**Task instructions:** Write out the data that follows. Keep every character unchanged.

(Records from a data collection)
== Segment start ==
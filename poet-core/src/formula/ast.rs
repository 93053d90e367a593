//! Tagged-variant PCTL formula tree. Each node carries a unique id assigned
//! at parse time, used to key the per-frontier verdict cache.

/// Unique id of an AST node, stable for the lifetime of a parsed formula.
pub type NodeId = u32;

#[derive(Clone, Debug)]
pub enum FormulaKind {
    Atom(String),
    True,
    False,
    Not(Box<Formula>),
    And(Box<Formula>, Box<Formula>),
    Or(Box<Formula>, Box<Formula>),
    Implies(Box<Formula>, Box<Formula>),
    Iff(Box<Formula>, Box<Formula>),
    /// Exists-predecessor.
    ExistsYesterday(Box<Formula>),
    /// Forall-predecessor.
    ForallYesterday(Box<Formula>),
    /// Exists some past frontier.
    ExistsPast(Box<Formula>),
    /// Forall some past frontier (along every backward path).
    ForallPast(Box<Formula>),
    /// Held continuously back to the root, along some backward path.
    ExistsHistorically(Box<Formula>),
    /// Held continuously back to the root, along every backward path.
    ForallHistorically(Box<Formula>),
    /// `E(phi S psi)`.
    ExistsSince(Box<Formula>, Box<Formula>),
    /// `A(phi S psi)`.
    ForallSince(Box<Formula>, Box<Formula>),
}

#[derive(Clone, Debug)]
pub struct Formula {
    pub id: NodeId,
    pub kind: FormulaKind,
}

impl Formula {
    /// Structural equality ignoring node ids, used by the parser-roundtrip
    /// property test: two ASTs parsed from different source strings (or
    /// pretty-printed and reparsed) are considered equal if they have the
    /// same shape, regardless of the ids the parser happened to assign.
    pub fn structurally_eq(&self, other: &Formula) -> bool {
        use FormulaKind::*;
        match (&self.kind, &other.kind) {
            (Atom(a), Atom(b)) => a == b,
            (True, True) | (False, False) => true,
            (Not(a), Not(b)) => a.structurally_eq(b),
            (And(a1, a2), And(b1, b2))
            | (Or(a1, a2), Or(b1, b2))
            | (Implies(a1, a2), Implies(b1, b2))
            | (Iff(a1, a2), Iff(b1, b2))
            | (ExistsSince(a1, a2), ExistsSince(b1, b2))
            | (ForallSince(a1, a2), ForallSince(b1, b2)) => {
                a1.structurally_eq(b1) && a2.structurally_eq(b2)
            }
            (ExistsYesterday(a), ExistsYesterday(b))
            | (ForallYesterday(a), ForallYesterday(b))
            | (ExistsPast(a), ExistsPast(b))
            | (ForallPast(a), ForallPast(b))
            | (ExistsHistorically(a), ExistsHistorically(b))
            | (ForallHistorically(a), ForallHistorically(b)) => a.structurally_eq(b),
            _ => false,
        }
    }
}
// ABOUTME: Volume aggregation: reduces a training week into effective sets per muscle
// ABOUTME: Also computes the weekly training frequency each muscle sees
//
// SPDX-License-Identifier: MIT OR Apache-2.0
// Copyright (c) 2026 Atlas Strength

//! # Volume Aggregator
//!
//! Effective sets = raw sets x contribution weight (1.0 direct, 0.5
//! partial, 0.25 minimal). Only the set count matters for volume credit;
//! reps and load are irrelevant here.
//!
//! Unknown exercise ids are skipped silently: persisted plans referencing
//! removed catalog entries must degrade gracefully rather than fail
//! analysis.

use crate::catalog::ExerciseCatalog;
use crate::models::{EffectiveVolumeMap, WeekTemplate};
use std::collections::{HashMap, HashSet};
use tracing::trace;

/// Reduces week templates into per-muscle volume totals
#[derive(Debug, Clone, Copy)]
pub struct VolumeAggregator<'a> {
    catalog: &'a ExerciseCatalog,
}

impl<'a> VolumeAggregator<'a> {
    /// Build an aggregator over the given catalog
    #[must_use]
    pub const fn new(catalog: &'a ExerciseCatalog) -> Self {
        Self { catalog }
    }

    /// Weighted effective set count per muscle for one week
    ///
    /// The result contains only muscles that received at least one
    /// contribution; a rest day or an unknown exercise id contributes
    /// nothing.
    #[must_use]
    pub fn effective_volume(&self, week: &WeekTemplate) -> EffectiveVolumeMap {
        let mut volume = EffectiveVolumeMap::new();
        for day in week.training_days() {
            for entry in &day.exercises {
                let set_count = entry.sets.len() as f64;
                let Some(exercise) = self.catalog.exercise_by_id(&entry.exercise_id) else {
                    trace!(exercise_id = %entry.exercise_id, "unknown exercise id, skipping");
                    continue;
                };
                for m in &exercise.muscles {
                    *volume.entry(m.muscle.clone()).or_insert(0.0) += set_count * m.weight;
                }
            }
        }
        volume
    }

    /// Training days per week on which each muscle receives any stimulus
    ///
    /// A day counts once per muscle regardless of how many exercises or
    /// sets hit it.
    #[must_use]
    pub fn training_frequency(&self, week: &WeekTemplate) -> HashMap<String, u32> {
        let mut frequency: HashMap<String, u32> = HashMap::new();
        for day in week.training_days() {
            let mut day_muscles: HashSet<&str> = HashSet::new();
            for entry in &day.exercises {
                if let Some(exercise) = self.catalog.exercise_by_id(&entry.exercise_id) {
                    for m in &exercise.muscles {
                        day_muscles.insert(m.muscle.as_str());
                    }
                }
            }
            for muscle in day_muscles {
                *frequency.entry(muscle.to_owned()).or_insert(0) += 1;
            }
        }
        frequency
    }
}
== Segment end ==
**Written answer:**
filename poet-core/src/formula/ast.rs
repository 93053d90e367a593
//! Tagged-variant PCTL formula tree. Each node carries a unique id assigned
//! at parse time, used to key the per-frontier verdict cache.

/// Unique id of an AST node, stable for the lifetime of a parsed formula.
pub type NodeId = u32;

#[derive(Clone, Debug)]
pub enum FormulaKind {
    Atom(String),
    True,
    False,
    Not(Box<Formula>),
    And(Box<Formula>, Box<Formula>),
    Or(Box<Formula>, Box<Formula>),
    Implies(Box<Formula>, Box<Formula>),
    Iff(Box<Formula>, Box<Formula>),
    /// Exists-predecessor.
    ExistsYesterday(Box<Formula>),
    /// Forall-predecessor.
    ForallYesterday(Box<Formula>),
    /// Exists some past frontier.
    ExistsPast(Box<Formula>),
    /// Forall some past frontier (along every backward path).
    ForallPast(Box<Formula>),
    /// Held continuously back to the root, along some backward path.
    ExistsHistorically(Box<Formula>),
    /// Held continuously back to the root, along every backward path.
    ForallHistorically(Box<Formula>),
    /// `E(phi S psi)`.
    ExistsSince(Box<Formula>, Box<Formula>),
    /// `A(phi S psi)`.
    ForallSince(Box<Formula>, Box<Formula>),
}

#[derive(Clone, Debug)]
pub struct Formula {
    pub id: NodeId,
    pub kind: FormulaKind,
}

impl Formula {
    /// Structural equality ignoring node ids, used by the parser-roundtrip
    /// property test: two ASTs parsed from different source strings (or
    /// pretty-printed and reparsed) are considered equal if they have the
    /// same shape, regardless of the ids the parser happened to assign.
    pub fn structurally_eq(&self, other: &Formula) -> bool {
        use FormulaKind::*;
        match (&self.kind, &other.kind) {
            (Atom(a), Atom(b)) => a == b,
            (True, True) | (False, False) => true,
            (Not(a), Not(b)) => a.structurally_eq(b),
            (And(a1, a2), And(b1, b2))
            | (Or(a1, a2), Or(b1, b2))
            | (Implies(a1, a2), Implies(b1, b2))
            | (Iff(a1, a2), Iff(b1, b2))
            | (ExistsSince(a1, a2), ExistsSince(b1, b2))
            | (ForallSince(a1, a2), ForallSince(b1, b2)) => {
                a1.structurally_eq(b1) && a2.structurally_eq(b2)
            }
            (ExistsYesterday(a), ExistsYesterday(b))
            | (ForallYesterday(a), ForallYesterday(b))
            | (ExistsPast(a), ExistsPast(b))
            | (ForallPast(a), ForallPast(b))
            | (ExistsHistorically(a), ExistsHistorically(b))
            | (ForallHistorically(a), ForallHistorically(b)) => a.structurally_eq(b),
            _ => false,
        }
    }
}
// ABOUTME: Volume aggregation: reduces a training week into effective sets per muscle
// ABOUTME: Also computes the weekly training frequency each muscle sees
//
// SPDX-License-Identifier: MIT OR Apache-2.0
// Copyright (c) 2026 Atlas Strength

//! # Volume Aggregator
//!
//! Effective sets = raw sets x contribution weight (1.0 direct, 0.5
//! partial, 0.25 minimal). Only the set count matters for volume credit;
//! reps and load are irrelevant here.
//!
//! Unknown exercise ids are skipped silently: persisted plans referencing
//! removed catalog entries must degrade gracefully rather than fail
//! analysis.

use crate::catalog::ExerciseCatalog;
use crate::models::{EffectiveVolumeMap, WeekTemplate};
use std::collections::{HashMap, HashSet};
use tracing::trace;

/// Reduces week templates into per-muscle volume totals
#[derive(Debug, Clone, Copy)]
pub struct VolumeAggregator<'a> {
    catalog: &'a ExerciseCatalog,
}

impl<'a> VolumeAggregator<'a> {
    /// Build an aggregator over the given catalog
    #[must_use]
    pub const fn new(catalog: &'a ExerciseCatalog) -> Self {
        Self { catalog }
    }

    /// Weighted effective set count per muscle for one week
    ///
    /// The result contains only muscles that received at least one
    /// contribution; a rest day or an unknown exercise id contributes
    /// nothing.
    #[must_use]
    pub fn effective_volume(&self, week: &WeekTemplate) -> EffectiveVolumeMap {
        let mut volume = EffectiveVolumeMap::new();
        for day in week.training_days() {
            for entry in &day.exercises {
                let set_count = entry.sets.len() as f64;
                let Some(exercise) = self.catalog.exercise_by_id(&entry.exercise_id) else {
                    trace!(exercise_id = %entry.exercise_id, "unknown exercise id, skipping");
                    continue;
                };
                for m in &exercise.muscles {
                    *volume.entry(m.muscle.clone()).or_insert(0.0) += set_count * m.weight;
                }
            }
        }
        volume
    }

    /// Training days per week on which each muscle receives any stimulus
    ///
    /// A day counts once per muscle regardless of how many exercises or
    /// sets hit it.
    #[must_use]
    pub fn training_frequency(&self, week: &WeekTemplate) -> HashMap<String, u32> {
        let mut frequency: HashMap<String, u32> = HashMap::new();
        for day in week.training_days() {
            let mut day_muscles: HashSet<&str> = HashSet::new();
            for entry in &day.exercises {
                if let Some(exercise) = self.catalog.exercise_by_id(&entry.exercise_id) {
                    for m in &exercise.muscles {
                        day_muscles.insert(m.muscle.as_str());
                    }
                }
            }
            for muscle in day_muscles {
                *frequency.entry(muscle.to_owned()).or_insert(0) += 1;
            }
        }
        frequency
    }
}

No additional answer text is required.